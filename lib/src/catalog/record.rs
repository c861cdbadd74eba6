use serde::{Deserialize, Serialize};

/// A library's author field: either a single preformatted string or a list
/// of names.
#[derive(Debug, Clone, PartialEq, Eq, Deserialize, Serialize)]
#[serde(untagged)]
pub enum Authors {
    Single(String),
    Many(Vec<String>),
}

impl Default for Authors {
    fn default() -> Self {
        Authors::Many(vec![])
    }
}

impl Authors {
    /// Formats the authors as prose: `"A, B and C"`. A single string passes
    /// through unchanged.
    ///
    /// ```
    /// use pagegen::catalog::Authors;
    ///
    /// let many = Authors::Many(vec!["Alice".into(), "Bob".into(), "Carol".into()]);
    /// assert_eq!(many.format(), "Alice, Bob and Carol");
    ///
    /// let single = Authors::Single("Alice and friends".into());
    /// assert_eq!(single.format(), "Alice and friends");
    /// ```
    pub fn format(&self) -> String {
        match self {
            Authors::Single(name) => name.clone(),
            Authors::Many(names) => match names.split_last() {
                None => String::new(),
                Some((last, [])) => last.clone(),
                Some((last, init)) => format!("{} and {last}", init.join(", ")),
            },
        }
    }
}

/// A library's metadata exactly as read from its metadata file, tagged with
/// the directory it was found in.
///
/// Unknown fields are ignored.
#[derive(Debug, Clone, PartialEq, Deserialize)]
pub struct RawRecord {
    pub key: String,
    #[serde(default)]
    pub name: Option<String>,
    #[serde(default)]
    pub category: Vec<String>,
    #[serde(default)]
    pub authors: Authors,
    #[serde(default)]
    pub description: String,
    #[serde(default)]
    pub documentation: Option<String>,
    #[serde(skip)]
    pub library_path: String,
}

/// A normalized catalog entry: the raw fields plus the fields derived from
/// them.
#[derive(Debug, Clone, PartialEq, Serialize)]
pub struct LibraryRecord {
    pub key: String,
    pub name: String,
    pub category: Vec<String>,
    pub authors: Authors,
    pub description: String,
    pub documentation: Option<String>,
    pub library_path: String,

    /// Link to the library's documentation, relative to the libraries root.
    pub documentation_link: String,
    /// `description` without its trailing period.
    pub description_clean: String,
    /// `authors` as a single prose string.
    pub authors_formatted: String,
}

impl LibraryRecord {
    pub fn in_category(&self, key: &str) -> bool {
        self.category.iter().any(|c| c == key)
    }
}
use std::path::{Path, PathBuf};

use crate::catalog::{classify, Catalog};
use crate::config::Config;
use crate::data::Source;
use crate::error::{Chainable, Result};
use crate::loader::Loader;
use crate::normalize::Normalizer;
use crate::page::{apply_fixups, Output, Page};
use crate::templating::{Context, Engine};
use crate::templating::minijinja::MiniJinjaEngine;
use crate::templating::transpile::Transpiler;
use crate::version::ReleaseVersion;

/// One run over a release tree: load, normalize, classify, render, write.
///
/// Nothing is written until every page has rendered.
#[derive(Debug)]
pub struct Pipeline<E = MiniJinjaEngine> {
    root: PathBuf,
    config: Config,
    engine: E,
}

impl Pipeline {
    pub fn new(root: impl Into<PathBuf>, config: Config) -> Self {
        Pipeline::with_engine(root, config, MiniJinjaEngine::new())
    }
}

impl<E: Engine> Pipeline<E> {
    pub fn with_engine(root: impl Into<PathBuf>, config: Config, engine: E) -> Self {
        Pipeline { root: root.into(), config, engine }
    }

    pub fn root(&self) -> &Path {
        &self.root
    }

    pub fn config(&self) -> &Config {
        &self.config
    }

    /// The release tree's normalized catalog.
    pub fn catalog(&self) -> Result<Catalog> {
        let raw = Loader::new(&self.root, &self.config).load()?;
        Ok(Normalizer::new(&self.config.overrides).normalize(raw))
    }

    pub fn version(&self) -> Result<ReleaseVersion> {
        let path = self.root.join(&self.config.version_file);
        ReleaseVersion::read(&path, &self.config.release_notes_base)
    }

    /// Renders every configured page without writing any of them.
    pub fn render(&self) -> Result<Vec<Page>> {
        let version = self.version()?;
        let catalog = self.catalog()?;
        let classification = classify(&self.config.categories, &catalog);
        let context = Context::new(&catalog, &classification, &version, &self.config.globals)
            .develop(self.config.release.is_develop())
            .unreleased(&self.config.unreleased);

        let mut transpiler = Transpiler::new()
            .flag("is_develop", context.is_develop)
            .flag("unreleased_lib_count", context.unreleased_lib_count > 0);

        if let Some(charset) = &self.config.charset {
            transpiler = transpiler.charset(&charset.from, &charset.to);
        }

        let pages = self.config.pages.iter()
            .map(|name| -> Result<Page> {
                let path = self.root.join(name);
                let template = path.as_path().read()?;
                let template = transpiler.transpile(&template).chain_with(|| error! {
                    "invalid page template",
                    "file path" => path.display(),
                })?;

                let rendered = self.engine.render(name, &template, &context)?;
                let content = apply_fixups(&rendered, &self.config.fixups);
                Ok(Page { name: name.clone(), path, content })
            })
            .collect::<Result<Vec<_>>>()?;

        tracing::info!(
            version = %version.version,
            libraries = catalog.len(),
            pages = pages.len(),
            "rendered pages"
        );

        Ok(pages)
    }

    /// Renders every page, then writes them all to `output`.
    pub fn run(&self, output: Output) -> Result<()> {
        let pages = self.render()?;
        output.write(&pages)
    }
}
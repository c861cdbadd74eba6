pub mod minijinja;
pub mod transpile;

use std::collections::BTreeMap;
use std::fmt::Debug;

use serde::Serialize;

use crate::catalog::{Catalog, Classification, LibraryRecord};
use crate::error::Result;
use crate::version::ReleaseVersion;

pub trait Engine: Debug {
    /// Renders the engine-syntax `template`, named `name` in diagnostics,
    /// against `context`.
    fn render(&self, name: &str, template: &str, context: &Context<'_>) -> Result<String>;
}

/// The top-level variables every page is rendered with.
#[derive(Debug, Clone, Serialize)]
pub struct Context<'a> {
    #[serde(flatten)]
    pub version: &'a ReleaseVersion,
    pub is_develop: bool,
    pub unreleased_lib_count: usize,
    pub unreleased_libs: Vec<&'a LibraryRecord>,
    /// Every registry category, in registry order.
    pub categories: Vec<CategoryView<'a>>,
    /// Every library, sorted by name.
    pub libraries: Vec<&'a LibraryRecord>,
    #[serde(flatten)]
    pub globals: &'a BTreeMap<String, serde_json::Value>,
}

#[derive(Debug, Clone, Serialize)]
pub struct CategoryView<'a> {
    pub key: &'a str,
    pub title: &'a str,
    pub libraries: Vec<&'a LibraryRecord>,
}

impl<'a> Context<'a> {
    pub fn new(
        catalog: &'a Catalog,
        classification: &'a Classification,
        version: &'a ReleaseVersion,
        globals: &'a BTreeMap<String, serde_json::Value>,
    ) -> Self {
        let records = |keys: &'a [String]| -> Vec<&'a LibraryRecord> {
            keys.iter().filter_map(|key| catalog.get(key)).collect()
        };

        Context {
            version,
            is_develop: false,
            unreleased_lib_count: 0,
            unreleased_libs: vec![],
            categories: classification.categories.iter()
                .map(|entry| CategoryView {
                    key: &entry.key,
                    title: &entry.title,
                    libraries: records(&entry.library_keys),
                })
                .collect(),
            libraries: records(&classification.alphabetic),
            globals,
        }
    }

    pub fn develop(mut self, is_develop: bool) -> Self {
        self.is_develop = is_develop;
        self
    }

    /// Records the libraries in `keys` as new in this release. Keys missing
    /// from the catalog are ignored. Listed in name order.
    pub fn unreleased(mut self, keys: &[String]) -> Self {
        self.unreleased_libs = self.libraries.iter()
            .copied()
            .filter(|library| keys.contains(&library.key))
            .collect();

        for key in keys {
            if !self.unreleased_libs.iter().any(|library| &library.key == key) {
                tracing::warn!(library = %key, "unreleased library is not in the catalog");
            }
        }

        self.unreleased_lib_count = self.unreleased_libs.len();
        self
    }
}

──────────────────────────────

[Exercise description]
Your answer should be the data above, retyped in full and unaltered.

[Output]
filename lib/src/catalog/record.rs
repository c861cdbadd74eba6
use serde::{Deserialize, Serialize};

/// A library's author field: either a single preformatted string or a list
/// of names.
#[derive(Debug, Clone, PartialEq, Eq, Deserialize, Serialize)]
#[serde(untagged)]
pub enum Authors {
    Single(String),
    Many(Vec<String>),
}

impl Default for Authors {
    fn default() -> Self {
        Authors::Many(vec![])
    }
}

impl Authors {
    /// Formats the authors as prose: `"A, B and C"`. A single string passes
    /// through unchanged.
    ///
    /// ```
    /// use pagegen::catalog::Authors;
    ///
    /// let many = Authors::Many(vec!["Alice".into(), "Bob".into(), "Carol".into()]);
    /// assert_eq!(many.format(), "Alice, Bob and Carol");
    ///
    /// let single = Authors::Single("Alice and friends".into());
    /// assert_eq!(single.format(), "Alice and friends");
    /// ```
    pub fn format(&self) -> String {
        match self {
            Authors::Single(name) => name.clone(),
            Authors::Many(names) => match names.split_last() {
                None => String::new(),
                Some((last, [])) => last.clone(),
                Some((last, init)) => format!("{} and {last}", init.join(", ")),
            },
        }
    }
}

/// A library's metadata exactly as read from its metadata file, tagged with
/// the directory it was found in.
///
/// Unknown fields are ignored.
#[derive(Debug, Clone, PartialEq, Deserialize)]
pub struct RawRecord {
    pub key: String,
    #[serde(default)]
    pub name: Option<String>,
    #[serde(default)]
    pub category: Vec<String>,
    #[serde(default)]
    pub authors: Authors,
    #[serde(default)]
    pub description: String,
    #[serde(default)]
    pub documentation: Option<String>,
    #[serde(skip)]
    pub library_path: String,
}

/// A normalized catalog entry: the raw fields plus the fields derived from
/// them.
#[derive(Debug, Clone, PartialEq, Serialize)]
pub struct LibraryRecord {
    pub key: String,
    pub name: String,
    pub category: Vec<String>,
    pub authors: Authors,
    pub description: String,
    pub documentation: Option<String>,
    pub library_path: String,

    /// Link to the library's documentation, relative to the libraries root.
    pub documentation_link: String,
    /// `description` without its trailing period.
    pub description_clean: String,
    /// `authors` as a single prose string.
    pub authors_formatted: String,
}

impl LibraryRecord {
    pub fn in_category(&self, key: &str) -> bool {
        self.category.iter().any(|c| c == key)
    }
}
use std::path::{Path, PathBuf};

use crate::catalog::{classify, Catalog};
use crate::config::Config;
use crate::data::Source;
use crate::error::{Chainable, Result};
use crate::loader::Loader;
use crate::normalize::Normalizer;
use crate::page::{apply_fixups, Output, Page};
use crate::templating::{Context, Engine};
use crate::templating::minijinja::MiniJinjaEngine;
use crate::templating::transpile::Transpiler;
use crate::version::ReleaseVersion;

/// One run over a release tree: load, normalize, classify, render, write.
///
/// Nothing is written until every page has rendered.
#[derive(Debug)]
pub struct Pipeline<E = MiniJinjaEngine> {
    root: PathBuf,
    config: Config,
    engine: E,
}

impl Pipeline {
    pub fn new(root: impl Into<PathBuf>, config: Config) -> Self {
        Pipeline::with_engine(root, config, MiniJinjaEngine::new())
    }
}

impl<E: Engine> Pipeline<E> {
    pub fn with_engine(root: impl Into<PathBuf>, config: Config, engine: E) -> Self {
        Pipeline { root: root.into(), config, engine }
    }

    pub fn root(&self) -> &Path {
        &self.root
    }

    pub fn config(&self) -> &Config {
        &self.config
    }

    /// The release tree's normalized catalog.
    pub fn catalog(&self) -> Result<Catalog> {
        let raw = Loader::new(&self.root, &self.config).load()?;
        Ok(Normalizer::new(&self.config.overrides).normalize(raw))
    }

    pub fn version(&self) -> Result<ReleaseVersion> {
        let path = self.root.join(&self.config.version_file);
        ReleaseVersion::read(&path, &self.config.release_notes_base)
    }

    /// Renders every configured page without writing any of them.
    pub fn render(&self) -> Result<Vec<Page>> {
        let version = self.version()?;
        let catalog = self.catalog()?;
        let classification = classify(&self.config.categories, &catalog);
        let context = Context::new(&catalog, &classification, &version, &self.config.globals)
            .develop(self.config.release.is_develop())
            .unreleased(&self.config.unreleased);

        let mut transpiler = Transpiler::new()
            .flag("is_develop", context.is_develop)
            .flag("unreleased_lib_count", context.unreleased_lib_count > 0);

        if let Some(charset) = &self.config.charset {
            transpiler = transpiler.charset(&charset.from, &charset.to);
        }

        let pages = self.config.pages.iter()
            .map(|name| -> Result<Page> {
                let path = self.root.join(name);
                let template = path.as_path().read()?;
                let template = transpiler.transpile(&template).chain_with(|| error! {
                    "invalid page template",
                    "file path" => path.display(),
                })?;

                let rendered = self.engine.render(name, &template, &context)?;
                let content = apply_fixups(&rendered, &self.config.fixups);
                Ok(Page { name: name.clone(), path, content })
            })
            .collect::<Result<Vec<_>>>()?;

        tracing::info!(
            version = %version.version,
            libraries = catalog.len(),
            pages = pages.len(),
            "rendered pages"
        );

        Ok(pages)
    }

    /// Renders every page, then writes them all to `output`.
    pub fn run(&self, output: Output) -> Result<()> {
        let pages = self.render()?;
        output.write(&pages)
    }
}
repository c861cdbadd74eba6
pub mod minijinja;
pub mod transpile;

use std::collections::BTreeMap;
use std::fmt::Debug;

use serde::Serialize;

use crate::catalog::{Catalog, Classification, LibraryRecord};
use crate::error::Result;
use crate::version::ReleaseVersion;

pub trait Engine: Debug {
    /// Renders the engine-syntax `template`, named `name` in diagnostics,
    /// against `context`.
    fn render(&self, name: &str, template: &str, context: &Context<'_>) -> Result<String>;
}

/// The top-level variables every page is rendered with.
#[derive(Debug, Clone, Serialize)]
pub struct Context<'a> {
    #[serde(flatten)]
    pub version: &'a ReleaseVersion,
    pub is_develop: bool,
    pub unreleased_lib_count: usize,
    pub unreleased_libs: Vec<&'a LibraryRecord>,
    /// Every registry category, in registry order.
    pub categories: Vec<CategoryView<'a>>,
    /// Every library, sorted by name.
    pub libraries: Vec<&'a LibraryRecord>,
    #[serde(flatten)]
    pub globals: &'a BTreeMap<String, serde_json::Value>,
}

#[derive(Debug, Clone, Serialize)]
pub struct CategoryView<'a> {
    pub key: &'a str,
    pub title: &'a str,
    pub libraries: Vec<&'a LibraryRecord>,
}

impl<'a> Context<'a> {
    pub fn new(
        catalog: &'a Catalog,
        classification: &'a Classification,
        version: &'a ReleaseVersion,
        globals: &'a BTreeMap<String, serde_json::Value>,
    ) -> Self {
        let records = |keys: &'a [String]| -> Vec<&'a LibraryRecord> {
            keys.iter().filter_map(|key| catalog.get(key)).collect()
        };

        Context {
            version,
            is_develop: false,
            unreleased_lib_count: 0,
            unreleased_libs: vec![],
            categories: classification.categories.iter()
                .map(|entry| CategoryView {
                    key: &entry.key,
                    title: &entry.title,
                    libraries: records(&entry.library_keys),
                })
                .collect(),
            libraries: records(&classification.alphabetic),
            globals,
        }
    }

    pub fn develop(mut self, is_develop: bool) -> Self {
        self.is_develop = is_develop;
        self
    }

    /// Records the libraries in `keys` as new in this release. Keys missing
    /// from the catalog are ignored. Listed in name order.
    pub fn unreleased(mut self, keys: &[String]) -> Self {
        self.unreleased_libs = self.libraries.iter()
            .copied()
            .filter(|library| keys.contains(&library.key))
            .collect();

        for key in keys {
            if !self.unreleased_libs.iter().any(|library| &library.key == key) {
                tracing::warn!(library = %key, "unreleased library is not in the catalog");
            }
        }

        self.unreleased_lib_count = self.unreleased_libs.len();
        self
    }
}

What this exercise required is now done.